To keep the interior of the boat neat, the centerboard pennant comes up on deck through the center of the mast. This necessitates a complex mast step with transverse floors and a massive beam under the mast step to absorb compression, adding unnecessary complexity and making servicing the centerboard assembly more difficult and expensive than other, simpler arrangements.
Tartan uses bronze ball valves on through-hull fittings below the waterline. Exhaust line, cockpit scuppers, and bilge pump outlets are above the waterline, and have no shutoffs. The cockpit scuppers, which would be submerged while the boat is underway should have provision for shutoff.
Performance under sail
Owners report that the Tartan 37 is a well-mannered boat under sail. The boat will not perform at the grand-prix level, but it is no laggard, either. Several Tartan 37s have participated in the Marion/Newport-Bermuda race and regularly performed respectably. Although some early boats destined primarily for racers were purchased without roller furling headsails, nearly all the boats on the market today have furlers. Almost inevitably, there will be some sacrifice in windward performance with roller-furling headsails.
The optional inboard genoa track should be considered essential to those concerned with optimum windward performance. Coupled with the standard outboard track, this will allow versatility in sheeting angles. Headsail winches are within reach of the helmsman. This feature is vital for short-handed cruising and can help make the difference between a boat that is easy for two people to handle and one that is difficult. However, no real provision has been made for the installation of secondary headsail winches, should you wish to carry staysails. Small winches could be mounted on the cockpit coamings forward, but they could interfere with the installation of a dodger.
With good sails, the performance of the Tartan 37 will not be disappointing on any point of sail. Tartan brochures show the 37 happily romping along on a beam reach in a 15-knot breeze.

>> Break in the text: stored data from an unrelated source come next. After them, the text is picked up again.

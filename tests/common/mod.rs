//! Shared utilities for integration testing.
//!
//! Provides an in-process JSON-RPC node that mimics an Ethereum endpoint
//! with the registry contract deployed, plus a helper that boots the full
//! HTTP service against it. The node mines instantly: a raw transaction
//! is decoded, applied to an in-memory ledger and given a receipt in one
//! step. Failure toggles let tests withhold receipts or drop event logs.

#![allow(dead_code)]

use std::collections::{HashMap, HashSet};
use std::sync::atomic::{AtomicBool, AtomicU64, Ordering};
use std::sync::{Arc, Mutex};

use alloy::consensus::transaction::SignerRecoverable;
use alloy::consensus::{
    Eip658Value, Receipt, ReceiptEnvelope, ReceiptWithBloom, Transaction, TxEnvelope,
};
use alloy::eips::eip2718::Decodable2718;
use alloy::primitives::{keccak256, Address, Bloom, LogData, B256, U256};
use alloy::rpc::types::{Log, TransactionReceipt};
use alloy::sol_types::{Revert, SolCall, SolError, SolEvent, SolValue};
use axum::extract::State;
use axum::routing::post;
use axum::{Json, Router};
use serde_json::{json, Value};
use tokio::net::TcpListener;

use model_registry::config::RegistryConfig;
use model_registry::contract::abi;
use model_registry::{HttpServer, RegistryClient, Shutdown};

pub const CHAIN_ID: u64 = 31337;
pub const CONTRACT_ADDRESS: &str = "0x5FbDB2315678afecb367f032d93F642f64180aa3";

/// First two well-known Anvil developer keys. The contract forbids
/// self-validation, so validation tests need the second account.
pub const OWNER_KEY: &str = "ac0974bec39a17e36ba4a6b4d238ff944bacb478cbed5efcae784d7bf4f2ff80";
pub const VALIDATOR_KEY: &str = "59c6995e998f97a5a0044966f0945389dc9e86dae88c7a8412f4603b6b78690d";

/// Checksummed account address for a developer key, as the API renders it.
pub fn address_of(private_key_hex: &str) -> String {
    use alloy::signers::local::PrivateKeySigner;

    let signer: PrivateKeySigner = private_key_hex.parse().unwrap();
    signer.address().to_checksum(None)
}

const GAS_PRICE: u128 = 1_000_000_000; // 1 gwei
const GAS_USED: u64 = 90_000;

struct StoredModel {
    name: String,
    version: String,
    metadata_uri: String,
    owner: Address,
    registered_at: u64,
    is_active: bool,
}

struct StoredValidation {
    validator: Address,
    timestamp: u64,
    is_valid: bool,
    comments: String,
}

#[derive(Default)]
struct Ledger {
    block_number: u64,
    models: HashMap<B256, StoredModel>,
    order: Vec<B256>,
    validations: HashMap<B256, Vec<StoredValidation>>,
    receipts: HashMap<B256, Value>,
    nonces: HashMap<Address, u64>,
    poisoned_reads: HashSet<B256>,
}

struct NodeState {
    contract: Address,
    ledger: Mutex<Ledger>,
    withhold_receipts: AtomicBool,
    omit_events: AtomicBool,
    // 0 answers honestly
    overstated_count: AtomicU64,
}

/// In-process mock Ethereum node with the registry contract "deployed".
pub struct MockChain {
    url: String,
    state: Arc<NodeState>,
}

impl MockChain {
    pub async fn start() -> Self {
        let state = Arc::new(NodeState {
            contract: CONTRACT_ADDRESS.parse().unwrap(),
            ledger: Mutex::new(Ledger {
                block_number: 1,
                ..Ledger::default()
            }),
            withhold_receipts: AtomicBool::new(false),
            omit_events: AtomicBool::new(false),
            overstated_count: AtomicU64::new(0),
        });

        let router = Router::new().route("/", post(rpc)).with_state(state.clone());
        let listener = TcpListener::bind("127.0.0.1:0").await.unwrap();
        let addr = listener.local_addr().unwrap();
        tokio::spawn(async move {
            let _ = axum::serve(listener, router).await;
        });

        Self {
            url: format!("http://{}", addr),
            state,
        }
    }

    pub fn url(&self) -> &str {
        &self.url
    }

    pub fn contract_address(&self) -> String {
        CONTRACT_ADDRESS.to_string()
    }

    /// When on, `eth_getTransactionReceipt` answers null for every hash,
    /// as if no transaction ever got mined.
    pub fn withhold_receipts(&self, on: bool) {
        self.state.withhold_receipts.store(on, Ordering::SeqCst);
    }

    /// When on, mined transactions succeed but their receipts carry no
    /// event logs.
    pub fn omit_events(&self, on: bool) {
        self.state.omit_events.store(on, Ordering::SeqCst);
    }

    /// Make `getModel` revert for one identifier while the model stays
    /// listed, simulating a partially corrupt read path.
    pub fn poison_model_read(&self, id_hex: &str) {
        let id: B256 = id_hex.parse().unwrap();
        self.state.ledger.lock().unwrap().poisoned_reads.insert(id);
    }

    /// Make `getModelCount` answer `n` regardless of what is stored.
    /// Index reads past the real length keep reverting.
    pub fn overstate_model_count(&self, n: u64) {
        self.state.overstated_count.store(n, Ordering::SeqCst);
    }
}

async fn rpc(State(state): State<Arc<NodeState>>, Json(request): Json<Value>) -> Json<Value> {
    let id = request["id"].clone();
    let method = request["method"].as_str().unwrap_or_default().to_string();
    let params = request["params"].clone();

    let response = match method.as_str() {
        "eth_chainId" => ok(&id, json!(format!("0x{:x}", CHAIN_ID))),
        "eth_blockNumber" => {
            let n = state.ledger.lock().unwrap().block_number;
            ok(&id, json!(format!("0x{:x}", n)))
        }
        "eth_gasPrice" => ok(&id, json!(format!("0x{:x}", GAS_PRICE))),
        "eth_getTransactionCount" => handle_nonce(&state, &id, &params),
        "eth_sendRawTransaction" => handle_send(&state, &id, &params),
        "eth_getTransactionReceipt" => handle_receipt(&state, &id, &params),
        "eth_call" => handle_call(&state, &id, &params),
        _ => rpc_error(&id, -32601, &format!("method {} not supported", method)),
    };
    Json(response)
}

fn ok(id: &Value, result: Value) -> Value {
    json!({ "jsonrpc": "2.0", "id": id, "result": result })
}

fn rpc_error(id: &Value, code: i64, message: &str) -> Value {
    json!({ "jsonrpc": "2.0", "id": id, "error": { "code": code, "message": message } })
}

fn revert(id: &Value, reason: &str) -> Value {
    let encoded = Revert::from(reason).abi_encode();
    json!({
        "jsonrpc": "2.0",
        "id": id,
        "error": {
            "code": 3,
            "message": format!("execution reverted: {}", reason),
            "data": alloy::hex::encode_prefixed(encoded),
        }
    })
}

fn handle_nonce(state: &NodeState, id: &Value, params: &Value) -> Value {
    let address: Address = match params[0].as_str().and_then(|s| s.parse().ok()) {
        Some(a) => a,
        None => return rpc_error(id, -32602, "invalid address"),
    };
    let nonce = *state
        .ledger
        .lock()
        .unwrap()
        .nonces
        .get(&address)
        .unwrap_or(&0);
    ok(id, json!(format!("0x{:x}", nonce)))
}

fn handle_send(state: &NodeState, id: &Value, params: &Value) -> Value {
    let raw = match params[0].as_str().and_then(|s| alloy::hex::decode(s).ok()) {
        Some(bytes) => bytes,
        None => return rpc_error(id, -32602, "invalid raw transaction"),
    };
    let tx_hash = keccak256(&raw);

    let envelope = match TxEnvelope::decode_2718(&mut raw.as_slice()) {
        Ok(e) => e,
        Err(_) => return rpc_error(id, -32602, "undecodable transaction"),
    };
    let from = match envelope.recover_signer() {
        Ok(a) => a,
        Err(_) => return rpc_error(id, -32602, "unrecoverable signature"),
    };
    let input = envelope.input().clone();

    let mut ledger = state.ledger.lock().unwrap();
    ledger.nonces.insert(from, envelope.nonce() + 1);
    ledger.block_number += 1;
    let block_number = ledger.block_number;
    let timestamp = 1_700_000_000 + block_number;

    let selector: [u8; 4] = match input.get(..4).and_then(|s| s.try_into().ok()) {
        Some(s) => s,
        None => return rpc_error(id, -32602, "calldata too short"),
    };

    let (success, logs) = if selector == abi::registerModelCall::SELECTOR {
        match abi::registerModelCall::abi_decode(&input) {
            Ok(call) => {
                apply_register(state, &mut ledger, from, call, tx_hash, block_number, timestamp)
            }
            Err(_) => (false, Vec::new()),
        }
    } else if selector == abi::validateModelCall::SELECTOR {
        match abi::validateModelCall::abi_decode(&input) {
            Ok(call) => {
                apply_validate(state, &mut ledger, from, call, tx_hash, block_number, timestamp)
            }
            Err(_) => (false, Vec::new()),
        }
    } else {
        (false, Vec::new())
    };

    let receipt = build_receipt(tx_hash, block_number, from, state.contract, success, logs);
    ledger
        .receipts
        .insert(tx_hash, serde_json::to_value(&receipt).unwrap());

    ok(id, json!(tx_hash.to_string()))
}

We suspect that under those conditions, its owner is likely to be as happy as any sailor afloat.
Handling Under Power
The standard Universal 40 auxiliary diesel engine is more than adequate power for the Tartan 37. The tendency in many production boats today is toward smaller, lighter, lower-powered diesels, the opposite of the past American boatbuilding practice, which, like our automobiles, tended toward excessive horsepower.
The engine box of the Tartan 37 was only partially insulated, although many owners have since added their own insulation. You can easily access the front end of the engine by removing the companionway ladder.
With wide decks, inboard chainplates, and a relatively narrow cabin trunk, fore and aft movement on the deck of the Tartan 37 is relatively easy. It would be easier if the lifeline stanchions had been positioned further outboard, rather than about three inches inboard of the toerail. There are bow chocks; and two well-mounted cleats forward. However, a line led through the chocks to the cleats bears against the bow pulpit. Shifting the cleats further inboard would provide a better lead.
Unlike most contemporary boats, there is no foredeck anchor well. This means that in order for an anchor to be readily available, it must be stowed in chocks on deck, or on an owner-installed bow roller. Then, you must face the problem of feeding the anchor rode below, more difficult for nylon rode than for chain. Molded foredeck anchor wells are becoming almost universal in modern boats, and while they make sense for the casual sailor, having one less deck hatch has its advantages on an oceangoing boat that may be burying its bow for days on end. In other words, not having an anchor locker accessible from the deck is not such a drawback as it may at first seem-particularly if long-range cruising is part of the plan.
There are strong, well-mounted teak grabrails on top of the cabin trunk that offer a handhold almost the full length of the cabin top. The molded cockpit coaming is a common Sparkman & Stephens feature and greatly facilitates the mounting of a dodger, almost standard equipment on any cruising boat.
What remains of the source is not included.